YCombinator es una incubadora de referencia para el mundo del emprendimiento digital, al haber «incubado» a monstruos como Dropbox, Airbnb, Reddit, …

Su Presidente Paul Graham es un guru muy respetado en el Valle por haber puesto en marcha unos procesos de selección que muchos otros espacios de incubación intentan reproducir (con mayor o menor acierto).

Os adjunto el bando de concurso para aplicar en verano 2017: hay dos procesos (en Primavera y Verano) para acoger unas 100 start-ups donde la empresa invierte 120K US$ a cambio del 7% del capital y de mucha «incubación».

Os recomiendo que buceéis en el proceso de admisión (y en la página de YCombinator) para entender qué es lo que piden de cara a valorar/aceptar start-ups que valoran 1,7 MUS$ «flat»: la colaboración inicial es de 3 meses pero puede ser indefinida. Los elegidos tienen que mudarse al Valle pero no tienen que ir físicamente a YCombinator sino establecerse donde quieren.

Esta valoración es muy interesante de cara a los jóvenes emprendedores que inician una ronda de financiación y que tienen que valorar su equity.

El mensaje de YCombinator es muy claro: da lo mismo el sector/mercado donde operes, cuanto es grande tu SOM (el mercado accesible) o el CLTV (Valor calculado en base al margen bruto generado por tus clientes en su ciclo de vida).

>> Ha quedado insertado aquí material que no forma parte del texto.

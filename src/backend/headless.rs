//! Device-less backend: real compilation, CPU-side constant staging.
//!
//! Used for headless runs and tests that need the actual compiler without a
//! GPU. Binding just records which pair is current.

use crate::backend::{CompileRequest, CompiledProgram, ParamHandle, ShaderBackend, SourceKind};
use crate::compiler::{self, CompileError, CompiledShader, ShaderStage};
use crate::reflect::ConstantTable;

/// Identity of a compiled program within one backend instance.
#[derive(Debug, Clone, Copy, PartialEq, Eq, Hash)]
pub struct ProgramId(u64);

pub struct HeadlessProgram {
    id: ProgramId,
    shader: CompiledShader,
    constants: ConstantTable,
}

impl HeadlessProgram {
    pub fn id(&self) -> ProgramId {
        self.id
    }

    pub fn stage(&self) -> ShaderStage {
        self.shader.stage
    }

    /// Generated WGSL, for callers that feed another toolchain.
    pub fn wgsl(&self) -> &str {
        &self.shader.wgsl
    }

    pub fn constants(&self) -> &ConstantTable {
        &self.constants
    }
}

impl CompiledProgram for HeadlessProgram {
    fn find_parameter(&self, name: &str) -> Option<ParamHandle> {
        self.constants.find(name)
    }

    fn set_float(&mut self, handle: ParamHandle, value: f32) {
        self.constants.write(handle, bytemuck::bytes_of(&value));
    }

    fn set_vec2(&mut self, handle: ParamHandle, value: [f32; 2]) {
        self.constants.write(handle, bytemuck::bytes_of(&value));
    }

    fn set_mat4(&mut self, handle: ParamHandle, value: &[f32; 16]) {
        self.constants.write(handle, bytemuck::cast_slice(value));
    }
}

#[derive(Default)]
pub struct HeadlessBackend {
    next_id: u64,
    bound: Option<(ProgramId, ProgramId)>,
}

impl HeadlessBackend {
    pub fn new() -> Self {
        Self::default()
    }

    /// (vertex, fragment) ids of the currently bound pair, if any.
    pub fn bound(&self) -> Option<(ProgramId, ProgramId)> {
        self.bound
    }
}

impl ShaderBackend for HeadlessBackend {
    type Program = HeadlessProgram;

    fn compile(&mut self, request: CompileRequest<'_>) -> Result<Self::Program, CompileError> {
        let shader = match request.source {
            SourceKind::Text { text, label } => {
                compiler::compile_source(text, request.stage, label)?
            }
            SourceKind::File { path } => compiler::compile_file(path, request.stage)?,
        };
        let constants = ConstantTable::from_module(&shader.module);
        let id = ProgramId(self.next_id);
        self.next_id += 1;
        Ok(HeadlessProgram {
            id,
            shader,
            constants,
        })
    }

    fn bind(&mut self, vertex: &Self::Program, fragment: &Self::Program) {
        self.bound = Some((vertex.id, fragment.id));
    }
}
//! Built-in stock passthrough pass.
//!
//! Always compiled into slot 0 before any user pass. If this source fails to
//! compile the graphics environment itself is broken; the chain loader treats
//! that as fatal.

/// Combined-source GLSL for the stock pass. Stage selection happens through
/// the `VERTEX` / `FRAGMENT` defines injected by the compiler.
pub(crate) const PASSTHROUGH_SOURCE: &str = r#"#version 450

#ifdef VERTEX
layout(location = 0) in vec4 position;
layout(location = 1) in vec2 tex_coord;
layout(location = 0) out vec2 v_tex;

layout(set = 0, binding = 0) uniform Params {
    vec2 video_size;
    vec2 texture_size;
    vec2 output_size;
    float frame_count;
    float frame_direction;
    mat4 modelViewProj;
} IN;

void main() {
    gl_Position = IN.modelViewProj * position;
    v_tex = tex_coord;
}
#endif

#ifdef FRAGMENT
layout(location = 0) in vec2 v_tex;
layout(location = 0) out vec4 frag_color;

layout(set = 0, binding = 0) uniform Params {
    vec2 video_size;
    vec2 texture_size;
    vec2 output_size;
    float frame_count;
    float frame_direction;
} IN;

layout(set = 1, binding = 0) uniform sampler2D source;

void main() {
    frag_color = texture(source, v_tex);
}
#endif
"#;

/// Diagnostic label for the stock source (it has no file path).
pub(crate) const PASSTHROUGH_LABEL: &str = "stock passthrough";
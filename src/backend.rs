//! Backend seam between the chain core and a concrete graphics API.
//!
//! The chain never names wgpu (or any other API) directly: it compiles
//! through [`ShaderBackend::compile`], looks parameters up through
//! [`CompiledProgram::find_parameter`], and binds through
//! [`ShaderBackend::bind`]. Program objects are exclusively owned by the
//! chain's slot table and released by dropping them.

use std::path::Path;

use crate::compiler::{CompileError, ShaderStage};

pub mod headless;
pub mod wgpu;

/// Opaque per-(program, parameter-name) lookup result.
///
/// The meaning of the raw index is backend-specific; a handle obtained from
/// one program must only be used with that program.
#[derive(Debug, Clone, Copy, PartialEq, Eq, Hash)]
pub struct ParamHandle(u32);

impl ParamHandle {
    pub fn from_raw(raw: u32) -> Self {
        Self(raw)
    }

    pub fn as_raw(self) -> u32 {
        self.0
    }
}

/// Where a pass source comes from. The stock pass is built from embedded
/// text; user passes come from files resolved against the preset location.
#[derive(Debug, Clone, Copy)]
pub enum SourceKind<'a> {
    Text { text: &'a str, label: &'a str },
    File { path: &'a Path },
}

/// One stage-compilation request handed to a backend.
#[derive(Debug, Clone, Copy)]
pub struct CompileRequest<'a> {
    pub stage: ShaderStage,
    pub source: SourceKind<'a>,
}

/// A compiled, queryable single-stage program.
///
/// Parameter lookup never fails: a name the program does not declare is
/// `None`, which is a valid state — such programs simply receive no pushes.
/// Value writes against a valid handle must be cheap (no allocation); they
/// sit on the per-frame path.
pub trait CompiledProgram {
    fn find_parameter(&self, name: &str) -> Option<ParamHandle>;
    fn set_float(&mut self, handle: ParamHandle, value: f32);
    fn set_vec2(&mut self, handle: ParamHandle, value: [f32; 2]);
    fn set_mat4(&mut self, handle: ParamHandle, value: &[f32; 16]);
}

/// A graphics backend able to compile pass programs and bind a compiled
/// vertex/fragment pair into its device state.
pub trait ShaderBackend {
    type Program: CompiledProgram;

    /// Compile one stage. Synchronous and blocking; a failure is final for
    /// the load operation that requested it and must not leak partial
    /// artifacts.
    fn compile(&mut self, request: CompileRequest<'_>) -> Result<Self::Program, CompileError>;

    /// Bind the pair for rendering. The chain guarantees both programs
    /// belong to the same pass.
    fn bind(&mut self, vertex: &Self::Program, fragment: &Self::Program);
}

Las mejores 100 Start-ups del mundo del sector IT que consiguen entran en YCombinator, con un modelo de negocio y un prototipo validado (esperamos con al menos unos 500 clientes), un team diverso,… valen máximo 1,7 MUS$.

Y Combinator is accepting applications for the Summer 2017 funding cycle. It will take place in Mountain View, CA from June–Aug 2017.

  1. If you want to apply, please submit your application online by 8 pm PT on March 24. Groups that submit early have a small advantage because we have more time to read their applications.
  2. On April 18, we’ll invite the groups that seem most promising to meet us in Mountain View in late April. We’ll reimburse reasonable travel expenses.
  3. We decide who to fund after each day of interviews.
  4. If we invest in you, your group is expected to move to the Bay Area for June–Aug 2017. You can of course leave afterward if you want, but it’s a good place for a startup to be.
  5. After you’re accepted, we’ll immediately get to work helping you set up your company, if it isn’t already. As soon as your company exists, we’ll write a check to it for the investment. You can spend the money however you want.
  6. Y Combinator doesn’t supply office space. We have space you can use if you need to, but we expect you to work out of wherever you find to live. It is no coincidence that so many successful startups have started this way; it’s the ideal setup for the initial phase.
  7. During the 3 month cycle we’ll have dinners every Tuesday for all the founders. At each dinner we’ll invite an expert in some aspect of startups to speak.
  8. We have regular office hours year round for startups who want to talk about what they’re building, or get advice on dealing with investors. We also have occasional events at YC.
  9. During and after the 3 months we introduce startups individually to people who could help them. The founders of other YC-funded companies tend to be especially helpful. There are now about 2000 of them, and they’re usually very willing to give advice or make introductions.
  10. About 11 weeks in, we organize an event called Demo Day at which the startups present their business plans to a carefully selected, invite-only audience.
  11. YC doesn’t really end after 3 months; only the dinners do. We continue to give advice and make introductions as long as founders need—-and so does the informal network of YC-funded companies.

Apply to Summer 2017

Who We Fund

How do we choose who to fund? The people in your group are what matter most to us.


We look for brains, motivation, and a sense of design. Experience is helpful but not critical.

Your idea is important too, but mainly as evidence that you can have good ideas. Most successful startups change their idea substantially.

The ideal company would have two or three founders. We’ll consider those with four or five. We’re reluctant to accept one-person companies, though we have funded many of them now.

International founders, please note: if your company is a non-United States entity (corporation, limited liability company, etc.), your participation in YC is conditional on conversion of your foreign company into a United States corporation.

We can only offer minimal help with the conversion process and unfortunately it must be complete before the batch begins.

You must have at least 10% equity in the startup to be considered a founder by Y Combinator. Only founders can come to interviews if invited or attend batch events if accepted. Ideally the equity would be divided more or less equally among the founders.